8 de noviembre de 2011

Mis extrañas historias XV

Junio 13, 2011

Muchas historias empiezan con el tradicional «había una vez», pero la mayoría de ellas terminan en un «felices para siempre».  Bueno, la que te revelo a continuación es un poco diferente y tal vez, sólo tal vez, mucho más interesante.  Se dice de un hombre de un pueblo remoto. Un marionetista, un constructor de ideas que buscaba con sus obras hallar la perfección. Se dice que una noche, mientras contemplaba la que consideraba como la única perfección del mundo suspendida en el más brillante cielo estrellado, se le ocurrió una idea, una idea que daría un vuelco a su vida.

Resulta que, a pesar de que era un hombre bien conocido y admirado por la belleza de sus obras, era una persona que vivía y muy seguramente moriría en soledad. Por este motivo decidió construir una marioneta, una muñeca que, a diferencia de las demás, tuviera vida propia y que no se conformara con ser hermosa sino que fuera lo que siempre había querido: perfecta. Así pues, tomó sus mejores herramientas, su mejor porcelana, su mejor tela y empezó a fabricar su muñeca. Trabajó día y noche, noche y día, durante siete meses y a la tercera noche del séptimo mes dio por terminada su obra.
El resultado fue la más hermosa muñeca que se pueda imaginar, ninguna descripción sería lo suficientemente certera, pero lo más maravilloso de ella es que, créase o no, estaba viva. Debido al inmenso amor que el marionetista puso en su obra, su deseo fue concedido.  Cada vez que cinceló, esculpió, tejió y pintó, fue imprimiéndole vida a la muñeca. Y es que el potencial humano no tiene límites, y caprichoso es el destino.

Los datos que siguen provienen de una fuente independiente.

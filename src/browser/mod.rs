//! Page drivers behind the browser traits
//!
//! [`HtmlBrowser`] fetches pages with `reqwest` and queries them with
//! `scraper`. There is no script runtime: documents are complete once
//! fetched, so element waits return at once and their timeouts do not
//! apply. Clicking follows links and submits forms, which covers
//! server-rendered result lists ("load more" as a next-page link) and the
//! CAPTCHA form, but not controls wired up by JavaScript. The live site
//! needs [`ChromeBrowser`] (feature `browser`).
//!
//! `scraper::Html` is not `Send`, so only the raw markup is stored and every
//! operation re-parses it inside a synchronous scope.

#[cfg(feature = "browser")]
mod chrome;

#[cfg(feature = "browser")]
pub use chrome::{ChromeBrowser, ChromeOptions, ChromePage};

use std::collections::{HashMap, HashSet};
use std::sync::{Mutex, MutexGuard, PoisonError};
use std::time::Duration;

use anyhow::{Result, anyhow, bail};
use async_trait::async_trait;
use ego_tree::NodeId;
use reqwest::{Client, Url};
use scraper::{ElementRef, Html, Node, Selector};
use tracing::debug;

use crate::extract::normalize_text;
use crate::traits::{BrowserPage, BrowserSession, ElementHandle};

const USER_AGENT: &str = "Mozilla/5.0 (Macintosh; Intel Mac OS X 10_15_7) AppleWebKit/537.36 (KHTML, like Gecko) Chrome/91.0.4472.124 Safari/537.36";

const BLOCK_TAGS: [&str; 16] = [
    "address", "article", "br", "dd", "div", "dl", "dt", "footer", "h1", "h2", "h3", "h4", "li",
    "p", "section", "tr",
];

/// Opens [`HtmlPage`]s sharing one cookie jar
#[derive(Clone)]
pub struct HtmlBrowser {
    client: Client,
}

impl HtmlBrowser {
    pub fn new() -> Result<Self> {
        let client = Client::builder()
            .user_agent(USER_AGENT)
            .cookie_store(true)
            .timeout(Duration::from_secs(30))
            .build()?;

        Ok(Self { client })
    }
}

#[async_trait]
impl BrowserSession for HtmlBrowser {
    async fn open_page(&self) -> Result<Box<dyn BrowserPage>> {
        Ok(Box::new(HtmlPage::new(self.client.clone())))
    }
}

#[derive(Default)]
struct PageState {
    url: Option<Url>,
    html: String,
    removed: HashSet<NodeId>,
    filled: HashMap<NodeId, String>,
}

enum ClickAction {
    Navigate(Url),
    Submit {
        url: Url,
        post: bool,
        fields: Vec<(String, String)>,
    },
}

pub struct HtmlPage {
    client: Client,
    state: Mutex<PageState>,
}

impl HtmlPage {
    pub fn new(client: Client) -> Self {
        Self {
            client,
            state: Mutex::new(PageState::default()),
        }
    }

    fn state(&self) -> MutexGuard<'_, PageState> {
        self.state.lock().unwrap_or_else(PoisonError::into_inner)
    }

    fn load(&self, url: Url, html: String) {
        let mut state = self.state();
        state.url = Some(url);
        state.html = html;
        state.removed.clear();
        state.filled.clear();
    }

    async fn fetch(&self, request: reqwest::RequestBuilder) -> Result<()> {
        let response = request.send().await?;
        if !response.status().is_success() {
            bail!(
                "Failed to fetch {}: {}",
                response.url(),
                response.status()
            );
        }

        let url = response.url().clone();
        let html = response.text().await?;
        debug!("Loaded {} ({} bytes)", url, html.len());
        self.load(url, html);
        Ok(())
    }

    /// Run `f` against the parsed document and the page's DOM edits
    fn with_document<T>(&self, f: impl FnOnce(&Html, &PageState) -> Result<T>) -> Result<T> {
        let state = self.state();
        let document = Html::parse_document(&state.html);
        f(&document, &state)
    }

    fn with_element<T>(
        &self,
        handle: &ElementHandle,
        f: impl FnOnce(ElementRef<'_>, &PageState) -> T,
    ) -> Result<Option<T>> {
        self.with_document(|document, state| {
            Ok(resolve(document, handle)?
                .filter(|element| !state.removed.contains(&element.id()))
                .map(|element| f(element, state)))
        })
    }
}

fn parse_selector(selector: &str) -> Result<Selector> {
    Selector::parse(selector).map_err(|e| anyhow!("Failed to parse selector {selector}: {e:?}"))
}

fn resolve<'a>(document: &'a Html, handle: &ElementHandle) -> Result<Option<ElementRef<'a>>> {
    let selector = parse_selector(&handle.selector)?;
    let found = match &handle.scope {
        Some(parent) => resolve(document, parent)?
            .and_then(|parent| parent.select(&selector).nth(handle.index)),
        None => document.select(&selector).nth(handle.index),
    };
    Ok(found)
}

fn is_rendered(element: ElementRef<'_>, removed: &HashSet<NodeId>) -> bool {
    std::iter::once(element)
        .chain(element.ancestors().filter_map(ElementRef::wrap))
        .all(|el| {
            let value = el.value();
            let hidden_style = value.attr("style").is_some_and(|style| {
                style
                    .to_lowercase()
                    .replace(' ', "")
                    .contains("display:none")
            });
            let hidden_input =
                value.name() == "input" && value.attr("type") == Some("hidden");

            !removed.contains(&el.id())
                && value.attr("hidden").is_none()
                && !hidden_style
                && !hidden_input
        })
}

/// Text content with line breaks at block boundaries, similar to `innerText`
fn inner_text(element: ElementRef<'_>) -> String {
    let mut text = String::new();
    for node in element.descendants() {
        match node.value() {
            Node::Text(t) => text.push_str(t),
            Node::Element(e) if BLOCK_TAGS.contains(&e.name()) => text.push('\n'),
            _ => {}
        }
    }
    text
}

fn submit_action(
    state: &PageState,
    button: ElementRef<'_>,
    base: &Url,
) -> Result<ClickAction> {
    let form = button
        .ancestors()
        .filter_map(ElementRef::wrap)
        .find(|el| el.value().name() == "form")
        .ok_or_else(|| anyhow!("element is neither a link nor inside a form"))?;

    let action = form.value().attr("action").unwrap_or_default();
    let url = if action.is_empty() {
        base.clone()
    } else {
        base.join(action)?
    };
    let post = form
        .value()
        .attr("method")
        .is_some_and(|m| m.eq_ignore_ascii_case("post"));

    let field_selector = parse_selector("input[name], textarea[name], select[name]")?;
    let mut fields = Vec::new();
    for field in form.select(&field_selector) {
        let value = field.value();
        let Some(name) = value.attr("name") else {
            continue;
        };
        let kind = value.attr("type").unwrap_or("text").to_ascii_lowercase();
        let is_button = matches!(kind.as_str(), "submit" | "button" | "image" | "reset");
        if is_button && field.id() != button.id() {
            continue;
        }
        if matches!(kind.as_str(), "checkbox" | "radio") && value.attr("checked").is_none() {
            continue;
        }

        let entered = state
            .filled
            .get(&field.id())
            .cloned()
            .or_else(|| value.attr("value").map(str::to_string))
            .unwrap_or_else(|| {
                if value.name() == "textarea" {
                    inner_text(field)
                } else {
                    String::new()
                }
            });
        fields.push((name.to_string(), entered));
    }

    // A named <button> contributes its own value, like a browser submit
    if button.value().name() == "button"
        && let Some(name) = button.value().attr("name")
    {
        let value = button.value().attr("value").unwrap_or_default();
        fields.push((name.to_string(), value.to_string()));
    }

    Ok(ClickAction::Submit { url, post, fields })
}

#[async_trait]
impl BrowserPage for HtmlPage {
    async fn navigate(&self, url: &str) -> Result<()> {
        let url = Url::parse(url)?;
        self.fetch(self.client.get(url)).await
    }

    fn current_url(&self) -> Option<String> {
        self.state().url.as_ref().map(Url::to_string)
    }

    async fn find_visible(&self, selector: &str, _timeout: Duration) -> Result<Option<ElementHandle>> {
        self.with_document(|document, state| {
            let parsed = parse_selector(selector)?;
            Ok(document
                .select(&parsed)
                .position(|el| is_rendered(el, &state.removed))
                .map(|index| ElementHandle::new(selector, index)))
        })
    }

    async fn find_visible_with_text(
        &self,
        selector: &str,
        text: &str,
        _timeout: Duration,
    ) -> Result<Option<ElementHandle>> {
        self.with_document(|document, state| {
            let parsed = parse_selector(selector)?;
            Ok(document
                .select(&parsed)
                .position(|el| is_rendered(el, &state.removed) && inner_text(el).contains(text))
                .map(|index| ElementHandle::new(selector, index)))
        })
    }

    async fn query_all(
        &self,
        scope: Option<&ElementHandle>,
        selector: &str,
    ) -> Result<Vec<ElementHandle>> {
        self.with_document(|document, state| {
            let parsed = parse_selector(selector)?;
            let matches: Vec<ElementRef<'_>> = match scope {
                Some(parent) => match resolve(document, parent)? {
                    Some(parent) => parent.select(&parsed).collect(),
                    None => Vec::new(),
                },
                None => document.select(&parsed).collect(),
            };

            Ok(matches
                .into_iter()
                .enumerate()
                .filter(|(_, el)| !state.removed.contains(&el.id()))
                .map(|(index, _)| match scope {
                    Some(parent) => ElementHandle::within(parent, selector, index),
                    None => ElementHandle::new(selector, index),
                })
                .collect())
        })
    }

    async fn text(&self, element: &ElementHandle) -> Result<Option<String>> {
        Ok(self
            .with_element(element, |el, _| normalize_text(&inner_text(el)))?
            .flatten())
    }

    async fn attribute(&self, element: &ElementHandle, name: &str) -> Result<Option<String>> {
        Ok(self
            .with_element(element, |el, _| el.value().attr(name).map(str::to_string))?
            .flatten())
    }

    async fn click(&self, element: &ElementHandle) -> Result<()> {
        let action = self.with_document(|document, state| {
            let el = resolve(document, element)?
                .ok_or_else(|| anyhow!("cannot click missing element {}", element.selector))?;
            let base = state
                .url
                .clone()
                .ok_or_else(|| anyhow!("no document loaded"))?;

            if let Some(href) = el.value().attr("href") {
                return Ok(ClickAction::Navigate(base.join(href)?));
            }
            submit_action(state, el, &base)
        })?;

        match action {
            ClickAction::Navigate(url) => self.fetch(self.client.get(url)).await,
            ClickAction::Submit { url, post, fields } => {
                let request = if post {
                    self.client.post(url).form(&fields)
                } else {
                    self.client.get(url).query(&fields)
                };
                self.fetch(request).await
            }
        }
    }

    async fn fill(&self, element: &ElementHandle, value: &str) -> Result<()> {
        let id = self
            .with_element(element, |el, _| el.id())?
            .ok_or_else(|| anyhow!("cannot fill missing element {}", element.selector))?;
        self.state().filled.insert(id, value.to_string());
        Ok(())
    }

    async fn is_visible(&self, element: &ElementHandle) -> Result<bool> {
        Ok(self
            .with_element(element, |el, state| is_rendered(el, &state.removed))?
            .unwrap_or(false))
    }

    async fn remove_from_dom(&self, element: &ElementHandle) -> Result<()> {
        if let Some(id) = self.with_element(element, |el, _| el.id())? {
            self.state().removed.insert(id);
        }
        Ok(())
    }

    async fn bring_to_front(&self) -> Result<()> {
        Ok(())
    }
}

Gentilmente, el marionetista colocó a la muñeca en una silla y esperó a que despertase, pero antes de que ésta acabara de abrir totalmente sus ojos azules, se percató de algo que le afectó terriblemente. Lo que segundos antes había considerado hermoso ahora le repugnaba y horrorizaba. Una pestaña había quedado en un ángulo erróneo, ¡qué cosa tan espantosa le resultaba aquello!  El amor le había dado vida, el perfeccionismo vano se la arrebataría.  El hombre, decepcionado de sí mismo, pensó en destruir con su martillo a la recién nacida muñeca pero cuando se inclinó hacia ella, decidido a acabarla, ésta abrió los ojos totalmente y se le quedó mirando. Por un momento el hombre se horrorizó. Esa mirada era demasiado real, demasiado humana. No podía hacerlo. Es decir, esa cosa era imperfecta, horrorosa ante sus ojos, pero no podía destruirla. No hasta saber cuán viva estaba.

El marionetista sabía que la muñeca vivía, una mirada así no podía provenir de un ser inerte, pero no estaba seguro de hasta qué punto. Por lo tanto, al escuchar que de sus labios y garganta salía la palabra “padre” como una súplica incesante, profirió un grito aterrador –a tal punto de que si hubiera tenido vecinos ellos habrían ido corriendo a ver qué le sucedía– y se alejó de un salto.  El hombre estaba muerto de miedo y el hecho de que esa cosa, repugnante en su imperfección, se bajara de su asiento y caminara hacia él, no ayudaba a calmarlo. Extendía sus brazos como si quisiera agarrarle y no dejaba de murmurar “padre, padre”. Fue entonces cuando supo lo que tenía que hacer. Si no podía destruir a aquel monstruo imperfecto tendría que, por lo menos, deshacerse de él. Así pues, ágilmente tomó un saco de tela que tenía a su alcance y atrapó a la muñeca. Y mientras ésta gimoteaba y le llamaba desesperadamente con aquel apelativo tan espantoso, el hombre corrió hacia el bosque, se internó en él y abandonó a la muñeca a su suerte.

¿Fin?  No precisamente.  Pasaban los días y el marionetista estaba cada vez más neurótico y nervioso. Se veía terriblemente demacrado, asustado. Y es que a pesar de que ya habían pasado varias semanas desde el horripilante acontecimiento y de que, como un obsesivo se cercioraba cada noche de asegurar el cerrojo de cada ventana, puerta y resquicio de su casa, el hombre escuchaba todas las noches un gimoteo y una voz que le llamaba, desde todas y ninguna parte, diciendo “padre, padre”…


Si tiene moraleja o no esta historia, si es digna de contarse o si posee un buen o mal, feliz o tétrico final, será algo que tú decidirás.  Pero en mi humilde opinión, el marionetista tuvo un único consuelo: ya nunca más estaría solo.